We very frankly confess ourselves unable to recognize the force, the feeling, or the melody of the passage. The last line or strophe or stanza, or whatever it may be, is a good portraiture, but we like this from the Albion much better—

Once I knew a man. Not that man. But another man. A man I once knew. He was great, 'was glorious,  
 nev'r washed his hair, n'r combed his face,—  
 'mean combed face n'r washed hair; had big  
 han's—dirty—'n big feet-dirty, —red 'n freckled,  
 'cause did n't wear hat, n'r coat, n'r shoes, but  
 went bear headed 'n bare footed, 'n shirt 'n pants  
 like free 'n in-in-in-'pen't cita'n these 'nited  
'Swear he was glorious.

This is no bad picture in words of the steel engraving of Walt Whitman himself, in the first edition of "Leaves of Grass."

In dismissing the consideration of this new American poem, let us say that we think we can discern the reason why it has been raked up from its long sleep among the buried corruptions of the past. Walt Whitman is the poet of prizefighters, the minstrel of muscle; his is the song of sinews, the burthen of brawn, and he thinks naturally enough that the age and generation which could delight in the Mill of the Champions,5 must applaud the apotheosis of brute strength. Among the Heenan-ities6 of the day, his verse may find admirers, but with all the votaries of a pure literature, he must be greeted with a "Procul, procul este profani!"7


1. "All that is not prose is verse, and all that is not verse is prose," a line from Le Bourgeois Gentilhomme (1670), a play by French playwright Moliére (1622–1673). [back]

2. At least four Buttermilk Falls exist in New York—one in Buttermilk Glen, in Ithaca, one in LeRoy near Rochester, one in the Catskills, and one near Long Lake in the Adirondack State Park. A razor strop is used to sharpen barber shop razors. [back]

3. Whitman is called "the New Nebuchadnezzar" in a list of Henry Clapp's bon mots in the New-York Saturday Press, May 26, 1860, p. 2. [back]

4. Pierre du Terrail, seigneur de Bayard (c. 1474–1524) was a French military hero (often called the knight without fear or blame). He fought bravely throughout the Italian wars. He is credited with saving central France from invasion through his defense of Mézières (1521). [back]

5. "Mill" in this context might be a term for a free-for-all or melee, and Heenan was a boxing champion in the U.S. He had lost to John Morrissey in 1858, but was generally accepted as the new U.S. champion after the retirement of Morrissey, and was endorsed by Morrissey. On 16 April 1860, in Farnborough, England, Heenan fought Tom Sayers, the British Champion, in the "World Championship." [back]

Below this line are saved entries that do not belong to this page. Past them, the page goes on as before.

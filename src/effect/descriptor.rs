use embassy_time::Duration;

use super::EffectKind;
use crate::color::{Rgb, checked_rgb, palette::BLACK};
use crate::error::DescriptorError;
use crate::range::LedRange;

/// Description of the effect a strip should run
///
/// Applying a descriptor replaces whatever was running before.
#[derive(Debug, Clone, Copy, PartialEq, Eq)]
pub struct EffectDescriptor {
    pub kind: EffectKind,
    /// Base color of the effect. Rainbow derives its starting hue from it.
    pub color: Rgb,
    /// Number of cycles for repeatable effects, 0 runs forever
    pub count: u32,
    /// Restrict the effect to a window; LEDs outside it are turned off
    pub range: Option<LedRange>,
    /// Light the window one LED at a time (`On` only)
    pub step_delay: Option<Duration>,
}

impl Default for EffectDescriptor {
    fn default() -> Self {
        Self::off()
    }
}

impl EffectDescriptor {
    pub const fn new(kind: EffectKind, color: Rgb) -> Self {
        Self {
            kind,
            color,
            count: 0,
            range: None,
            step_delay: None,
        }
    }

    pub const fn off() -> Self {
        Self::new(EffectKind::Off, BLACK)
    }

    /// Progressive fill of `range` with `color`, one LED every `step_delay`
    pub const fn sweep(range: LedRange, color: Rgb, step_delay: Duration) -> Self {
        Self::new(EffectKind::On, color)
            .with_range(range)
            .with_step_delay(step_delay)
    }

    #[must_use]
    pub const fn with_count(mut self, count: u32) -> Self {
        self.count = count;
        self
    }

    #[must_use]
    pub const fn with_range(mut self, range: LedRange) -> Self {
        self.range = Some(range);
        self
    }

    #[must_use]
    pub const fn with_step_delay(mut self, step_delay: Duration) -> Self {
        self.step_delay = Some(step_delay);
        self
    }

    /// Check the descriptor against a strip of `len` LEDs
    pub fn validate(&self, len: usize) -> Result<(), DescriptorError> {
        if let Some(range) = self.range {
            if !range.fits(len) {
                return Err(DescriptorError::RangeOutOfBounds {
                    end: range.end(),
                    len,
                });
            }
        }
        if self.step_delay.is_some() && self.kind != EffectKind::On {
            return Err(DescriptorError::StepDelayUnsupported(self.kind));
        }
        Ok(())
    }
}

/// Unchecked effect request, as it arrives from outside the firmware
#[derive(Debug, Clone, Copy, PartialEq, Eq)]
pub struct RawDescriptor {
    pub kind: u8,
    pub red: u32,
    pub green: u32,
    pub blue: u32,
    pub count: i32,
}

impl TryFrom<RawDescriptor> for EffectDescriptor {
    type Error = DescriptorError;

    fn try_from(raw: RawDescriptor) -> Result<Self, Self::Error> {
        let kind = EffectKind::from_raw(raw.kind).ok_or(DescriptorError::UnknownKind(raw.kind))?;
        let color = checked_rgb(raw.red, raw.green, raw.blue)?;
        let count = u32::try_from(raw.count).map_err(|_| DescriptorError::NegativeCount(raw.count))?;
        Ok(Self::new(kind, color).with_count(count))
    }
}
//! Ordered key-value container based on an unbalanced Binary Search Tree.
//!
//! This module provides [`OrderedTree`], a mutable ordered map whose nodes
//! keep a back-link to their parent so that removal can rewrite the exact
//! slot that refers to a node.
//!
//! # Overview
//!
//! - O(h) insert
//! - O(h) find
//! - O(h) remove
//! - O(1) len and `is_empty`
//!
//! where h is the height of the tree. No rebalancing takes place, so
//! inserting keys in sorted order degrades the tree to a linked list and
//! h approaches N. Every walk is an explicit loop, so a degenerate tree
//! costs time but never call-stack depth.
//!
//! # Examples
//!
//! ```rust
//! use ordered_tree::{OrderedTree, TreeError};
//!
//! let mut tree = OrderedTree::new();
//! tree.insert(3, "three");
//! tree.insert(1, "one");
//! tree.insert(4, "four");
//!
//! assert_eq!(tree.find(&1), Ok(&"one"));
//! assert_eq!(tree.remove(&3), Ok("three"));
//! assert_eq!(tree.find(&3), Err(TreeError::KeyNotFound));
//! assert_eq!(tree.len(), 2);
//! ```
//!
//! # Internal Structure
//!
//! Nodes live in a dense arena owned by the tree and refer to each other by
//! arena index. The following invariants hold between public calls:
//! 1. Every key in a node's left subtree is less than the node's key, and
//!    every key in its right subtree is greater
//! 2. For every non-root node N, exactly one of `N.parent.left == N` or
//!    `N.parent.right == N` holds
//! 3. The root is the only node without a parent
//! 4. Every arena slot is reachable from the root, so `len()` is the arena length

use std::borrow::Borrow;
use std::cmp::Ordering;
use std::mem;

use log::{debug, trace};

use crate::error::TreeError;

// =============================================================================
// Node Definition
// =============================================================================

/// Position of a node inside the tree's arena.
#[derive(Clone, Copy, PartialEq, Eq, Debug)]
struct NodeIndex(usize);

/// Which child link of a parent a descent follows.
#[derive(Clone, Copy, PartialEq, Eq, Debug)]
enum Side {
    Left,
    Right,
}

/// Internal node structure.
///
/// `left` and `right` are owning links: every node is referenced by exactly
/// one child link or by the tree's root. `parent` is the non-owning
/// back-link and is only read when a node has to be spliced out.
#[derive(Clone, Debug)]
struct Node<K, V> {
    key: K,
    value: V,
    parent: Option<NodeIndex>,
    left: Option<NodeIndex>,
    right: Option<NodeIndex>,
}

impl<K, V> Node<K, V> {
    /// Creates a new node with no children.
    const fn new_leaf(key: K, value: V, parent: Option<NodeIndex>) -> Self {
        Self {
            key,
            value,
            parent,
            left: None,
            right: None,
        }
    }

    const fn child(&self, side: Side) -> Option<NodeIndex> {
        match side {
            Side::Left => self.left,
            Side::Right => self.right,
        }
    }

    const fn child_mut(&mut self, side: Side) -> &mut Option<NodeIndex> {
        match side {
            Side::Left => &mut self.left,
            Side::Right => &mut self.right,
        }
    }

    /// Returns the side under which `child` hangs off this node.
    fn side_of(&self, child: NodeIndex) -> Side {
        debug_assert!(
            (self.left == Some(child)) != (self.right == Some(child)),
            "node {child:?} must be exactly one child of its parent"
        );
        if self.left == Some(child) {
            Side::Left
        } else {
            Side::Right
        }
    }
}
//! Error types for [`OrderedTree`](crate::OrderedTree) operations.
//!
//! Lookups and removals that do not reach a node with an equal key fail
//! with [`TreeError::KeyNotFound`]. Insertion has no failure mode.

/// Represents errors that can occur when querying or mutating a tree.
///
/// # Examples
///
/// ```rust
/// use ordered_tree::{OrderedTree, TreeError};
///
/// let mut tree: OrderedTree<i32, &str> = OrderedTree::new();
/// assert_eq!(tree.find(&1), Err(TreeError::KeyNotFound));
/// assert_eq!(tree.remove(&1), Err(TreeError::KeyNotFound));
/// assert_eq!(TreeError::KeyNotFound.to_string(), "key not found");
/// ```
#[derive(thiserror::Error, Debug, Clone, Copy, PartialEq, Eq, Hash)]
pub enum TreeError {
    /// No node in the tree holds a key equal to the requested one.
    #[error("key not found")]
    KeyNotFound,
}
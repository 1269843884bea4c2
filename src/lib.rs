//! # ordered-tree
//!
//! An ordered key-value container backed by an unbalanced binary search tree.
//!
//! ## Overview
//!
//! [`OrderedTree`] supports three fundamental operations:
//!
//! - **insert**: attach a new leaf, or overwrite the value of an equal key
//! - **find**: return the value stored under a key
//! - **remove**: splice a node out, promoting its in-order successor when it
//!   has two children
//!
//! Each node keeps a back-link to its parent, which removal uses to rewrite
//! the exact link that refers to the node being spliced out. The tree never
//! rebalances itself, so its height depends on insertion order.
//!
//! `find` and `remove` report a missing key as [`TreeError::KeyNotFound`].
//!
//! ## Logging
//!
//! Structural changes are reported through the [`log`] facade at `trace`
//! level and lookup misses at `debug` level. The crate installs no logger.
//!
//! ## Example
//!
//! ```rust
//! use ordered_tree::{OrderedTree, TreeError};
//!
//! let mut tree = OrderedTree::new();
//! for key in [3, 1, 4, 6, 9, 2, 5, 7] {
//!     tree.insert(key, key * 10);
//! }
//!
//! assert_eq!(tree.find(&7), Ok(&70));
//! assert_eq!(tree.remove(&4), Ok(40));
//! assert_eq!(tree.find(&4), Err(TreeError::KeyNotFound));
//! ```

#![forbid(unsafe_code)]
#![warn(missing_docs)]
#![warn(clippy::all)]
#![warn(clippy::pedantic)]
#![warn(clippy::nursery)]

mod error;
mod tree;

pub use error::TreeError;
pub use tree::OrderedTree;
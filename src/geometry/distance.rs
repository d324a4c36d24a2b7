use crate::domain::Coordinate;

/// Mean Earth radius in meters (spherical approximation)
pub const EARTH_RADIUS_M: f64 = 6_371_008.8;

/// Great-circle distance between two coordinates in meters
///
/// Haversine formula on a spherical Earth model:
/// - h = sin²(Δlat/2) + cos(lat1) * cos(lat2) * sin²(Δlon/2)
/// - d = 2R * asin(√h)
///
/// This avoids the complexity of a full geodesic solver while staying
/// within ~0.5% of the true distance, far tighter than any service
/// radius an operator would configure.
///
/// Symmetric in its arguments, and exactly zero when `a == b` (the
/// deltas vanish before any rounding can occur).
pub fn haversine_distance(a: Coordinate, b: Coordinate) -> f64 {
    let lat1 = a.lat.to_radians();
    let lat2 = b.lat.to_radians();
    let dlat = (b.lat - a.lat).to_radians();
    let dlon = (b.lon - a.lon).to_radians();

    let h = (dlat / 2.0).sin().powi(2) + lat1.cos() * lat2.cos() * (dlon / 2.0).sin().powi(2);

    2.0 * EARTH_RADIUS_M * h.sqrt().asin()
}

#[cfg(test)]
mod tests {
    use super::*;

    #[test]
    fn test_distance_zero_for_same_point() {
        let c = Coordinate::new(37.7749, -122.4194).unwrap();
        assert_eq!(haversine_distance(c, c), 0.0);
    }

    #[test]
    fn test_distance_symmetric() {
        let a = Coordinate::new(51.5, -0.10).unwrap();
        let b = Coordinate::new(48.8566, 2.3522).unwrap();
        assert_eq!(haversine_distance(a, b), haversine_distance(b, a));
    }

    #[test]
    fn test_one_degree_latitude() {
        // 1 degree latitude ≈ 111.19 km on the spherical model
        let a = Coordinate::new(37.0, -122.0).unwrap();
        let b = Coordinate::new(38.0, -122.0).unwrap();
        let d = haversine_distance(a, b);
        assert!((d - 111_195.0).abs() < 100.0);
    }

    #[test]
    fn test_one_km_north() {
        // 0.009 degrees latitude ≈ 1 km
        let a = Coordinate::new(51.5, -0.10).unwrap();
        let b = Coordinate::new(51.509, -0.10).unwrap();
        let d = haversine_distance(a, b);
        assert!((d - 1000.0).abs() < 50.0);
    }
}
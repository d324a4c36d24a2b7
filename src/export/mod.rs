pub mod geojson;

pub use geojson::write_geojson;
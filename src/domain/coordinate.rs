use serde::{Deserialize, Serialize};

/// A WGS84 geographic coordinate
///
/// Immutable value type. Construction through `new` validates ranges and
/// rejects NaN; everything downstream (distance, containment, the session)
/// assumes any `Coordinate` it receives is already valid.
#[derive(Debug, Clone, Copy, PartialEq, Serialize, Deserialize)]
pub struct Coordinate {
    /// Latitude in degrees, [-90, 90]
    pub lat: f64,
    /// Longitude in degrees, [-180, 180]
    pub lon: f64,
}

impl Coordinate {
    /// Create a coordinate from latitude/longitude degrees
    ///
    /// # Returns
    /// * `Some(Coordinate)` if lat ∈ [-90, 90] and lon ∈ [-180, 180]
    /// * `None` for out-of-range or NaN input
    pub fn new(lat: f64, lon: f64) -> Option<Self> {
        if (-90.0..=90.0).contains(&lat) && (-180.0..=180.0).contains(&lon) {
            Some(Self { lat, lon })
        } else {
            None
        }
    }
}
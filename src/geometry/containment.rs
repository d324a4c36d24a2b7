use crate::domain::Coordinate;

/// Ray-casting point-in-polygon test
///
/// Treats `polygon` as an implicitly closed ring (the last vertex connects
/// back to the first) and casts a horizontal ray east from `point`, counting
/// edge crossings. Odd count means inside. Handles convex and non-convex
/// simple polygons; this is true geometric containment, not a bounding-box
/// approximation.
///
/// Coordinates are treated as planar, which is sound at the few-kilometer
/// scale of a store's service area.
///
/// # Returns
/// * `false` for degenerate input (fewer than 3 vertices)
pub fn point_in_polygon(point: Coordinate, polygon: &[Coordinate]) -> bool {
    if polygon.len() < 3 {
        return false;
    }

    let mut inside = false;
    let mut j = polygon.len() - 1;
    for i in 0..polygon.len() {
        let a = polygon[i];
        let b = polygon[j];

        // Does edge a->b straddle the ray's latitude? The half-open
        // comparison counts each vertex on exactly one of its two edges.
        if (a.lat > point.lat) != (b.lat > point.lat) {
            let cross_lon = (b.lon - a.lon) * (point.lat - a.lat) / (b.lat - a.lat) + a.lon;
            if point.lon < cross_lon {
                inside = !inside;
            }
        }
        j = i;
    }

    inside
}

#[cfg(test)]
mod tests {
    use super::*;
    use geo::{Contains, point, polygon};

    fn coord(lat: f64, lon: f64) -> Coordinate {
        Coordinate::new(lat, lon).unwrap()
    }

    fn square() -> Vec<Coordinate> {
        vec![
            coord(0.0, 0.0),
            coord(0.0, 10.0),
            coord(10.0, 10.0),
            coord(10.0, 0.0),
        ]
    }

    #[test]
    fn test_inside_square() {
        assert!(point_in_polygon(coord(5.0, 5.0), &square()));
    }

    #[test]
    fn test_outside_square() {
        assert!(!point_in_polygon(coord(15.0, 5.0), &square()));
        assert!(!point_in_polygon(coord(5.0, -1.0), &square()));
    }

    #[test]
    fn test_degenerate_polygon() {
        assert!(!point_in_polygon(coord(5.0, 5.0), &[]));
        assert!(!point_in_polygon(coord(5.0, 5.0), &[coord(0.0, 0.0)]));
        assert!(!point_in_polygon(
            coord(5.0, 5.0),
            &[coord(0.0, 0.0), coord(10.0, 10.0)]
        ));
    }

    #[test]
    fn test_concave_notch() {
        // U-shaped pentagon: the notch at the top center is inside the
        // bounding box but outside the polygon. A bbox shortcut would get
        // this wrong.
        let u_shape = vec![
            coord(0.0, 0.0),
            coord(0.0, 10.0),
            coord(10.0, 10.0),
            coord(1.0, 5.0),
            coord(10.0, 0.0),
        ];
        assert!(!point_in_polygon(coord(8.0, 5.0), &u_shape));
        assert!(point_in_polygon(coord(0.5, 5.0), &u_shape));
    }

    #[test]
    fn test_agrees_with_geo_contains() {
        let ring = vec![
            coord(51.49, -0.12),
            coord(51.49, -0.08),
            coord(51.51, -0.07),
            coord(51.52, -0.10),
            coord(51.51, -0.13),
        ];
        let geo_poly = polygon![
            (x: -0.12, y: 51.49),
            (x: -0.08, y: 51.49),
            (x: -0.07, y: 51.51),
            (x: -0.10, y: 51.52),
            (x: -0.13, y: 51.51),
        ];

        let probes = [
            (51.50, -0.10),
            (51.515, -0.10),
            (51.48, -0.10),
            (51.50, -0.14),
            (51.505, -0.085),
        ];
        for &(lat, lon) in &probes {
            assert_eq!(
                point_in_polygon(coord(lat, lon), &ring),
                geo_poly.contains(&point!(x: lon, y: lat)),
                "disagreement at ({lat}, {lon})"
            );
        }
    }
}
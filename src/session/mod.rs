use thiserror::Error;

use crate::domain::{BoundarySnapshot, Coordinate};
use crate::geometry::{haversine_distance, point_in_polygon};

/// Number of vertices a complete boundary has (also the hard cap)
pub const MAX_VERTICES: usize = 5;

/// Outcome of a vertex insertion attempt
#[derive(Debug, Clone, Copy, PartialEq, Eq)]
pub enum AddOutcome {
    /// Point appended to the boundary
    Accepted,
    /// Boundary already has the maximum of 5 points; undo one to make room
    RejectedTooMany,
    /// Point is farther from the center than the configured service radius
    RejectedOutOfRadius,
}

/// Why a save attempt was refused
#[derive(Debug, Clone, Copy, PartialEq, Eq, Error)]
pub enum SaveError {
    #[error("boundary has {have} of 5 required points")]
    IncompleteBoundary { have: usize },
    #[error("store location falls outside the drawn boundary")]
    CenterNotContained,
}

/// Construction phase, derived from the vertex count
#[derive(Debug, Clone, Copy, PartialEq, Eq)]
pub enum Phase {
    Empty,
    Building,
    Ready,
}

/// Interactive boundary-construction session for one store
///
/// Holds the store center, the service radius, and the ordered vertex
/// sequence, and enforces every boundary invariant: at most five vertices,
/// each accepted only within the radius measured at insertion time, and a
/// save only when the five-vertex polygon actually encloses the center.
///
/// The radius gates acquisition, not retroactive validity: shrinking the
/// radius or moving the center never drops vertices already accepted.
///
/// Every operation returns a discriminated result; nothing in here panics,
/// logs, or performs I/O. A successful save leaves the session live so the
/// operator can keep editing.
#[derive(Debug, Clone)]
pub struct BoundarySession {
    center: Coordinate,
    radius_m: f64,
    vertices: Vec<Coordinate>,
    store_name: String,
}

impl BoundarySession {
    /// Create a session with no vertices yet
    ///
    /// # Arguments
    /// * `center` - store location
    /// * `radius_m` - service radius in meters, must be positive
    /// * `store_name` - descriptive label carried into the snapshot
    pub fn new(center: Coordinate, radius_m: f64, store_name: impl Into<String>) -> Self {
        Self {
            center,
            radius_m,
            vertices: Vec::new(),
            store_name: store_name.into(),
        }
    }

    pub fn center(&self) -> Coordinate {
        self.center
    }

    pub fn radius_m(&self) -> f64 {
        self.radius_m
    }

    pub fn vertices(&self) -> &[Coordinate] {
        &self.vertices
    }

    pub fn store_name(&self) -> &str {
        &self.store_name
    }

    pub fn phase(&self) -> Phase {
        match self.vertices.len() {
            0 => Phase::Empty,
            n if n < MAX_VERTICES => Phase::Building,
            _ => Phase::Ready,
        }
    }

    /// Try to append a boundary vertex
    ///
    /// The cap is checked before the radius, so a sixth click is reported
    /// as `RejectedTooMany` no matter how close it is. The radius check
    /// uses the center and radius as they are right now.
    pub fn attempt_add_vertex(&mut self, point: Coordinate) -> AddOutcome {
        if self.vertices.len() >= MAX_VERTICES {
            return AddOutcome::RejectedTooMany;
        }
        if haversine_distance(point, self.center) > self.radius_m {
            return AddOutcome::RejectedOutOfRadius;
        }
        self.vertices.push(point);
        AddOutcome::Accepted
    }

    /// Remove the most recently added vertex
    ///
    /// # Returns
    /// * `false` if there was nothing to remove
    pub fn remove_last_vertex(&mut self) -> bool {
        self.vertices.pop().is_some()
    }

    /// Drop all vertices; center, radius and name are untouched
    pub fn clear_all(&mut self) {
        self.vertices.clear();
    }

    /// Move the store center; existing vertices are not re-validated
    pub fn set_center(&mut self, center: Coordinate) {
        self.center = center;
    }

    /// Change the service radius
    ///
    /// Only finite, positive values are accepted. Existing vertices are
    /// not re-validated; the radius governs future insertions only.
    ///
    /// # Returns
    /// * `false` (state unchanged) for zero, negative, or non-finite input
    pub fn set_radius(&mut self, radius_m: f64) -> bool {
        if radius_m.is_finite() && radius_m > 0.0 {
            self.radius_m = radius_m;
            true
        } else {
            false
        }
    }

    pub fn set_store_name(&mut self, name: impl Into<String>) {
        self.store_name = name.into();
    }

    /// Validate the boundary and emit an immutable snapshot
    ///
    /// Requires exactly five vertices whose polygon (closed, in insertion
    /// order) contains the center. The session itself is left unchanged, so
    /// the operator can keep editing and save again.
    pub fn validate_and_save(&self) -> Result<BoundarySnapshot, SaveError> {
        let ring: [Coordinate; MAX_VERTICES] = self
            .vertices
            .as_slice()
            .try_into()
            .map_err(|_| SaveError::IncompleteBoundary {
                have: self.vertices.len(),
            })?;

        if !point_in_polygon(self.center, &self.vertices) {
            return Err(SaveError::CenterNotContained);
        }

        Ok(BoundarySnapshot::new(
            self.center,
            ring,
            self.store_name.clone(),
        ))
    }
}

6. This seems to be a pun suggesting at once inanities and "Heenanities," with the latter being a reference to the championship boxer John Carmel Heenan. The allusion is topical since Heenan had married Adah Isaacs Menken, an infamous actress associated with a bohemian crowd including Walt Whitman. She married Heenan in September 1859; it became public knowledge in January 1860. In February 1860 Alexander Menken revealed that he had never divorced Adah and she was publicly reviled. Adah published a number of poems in the Sunday Mercury, including "The Autograph on the Soul" in April 1860. According to Allen Lesser "The Autograph on the Soul" is Menken's first free-verse poem and shows Whitman's influence [Enchanting Rebel (New York: The Beechhurst Press, 1947), 65.] [back]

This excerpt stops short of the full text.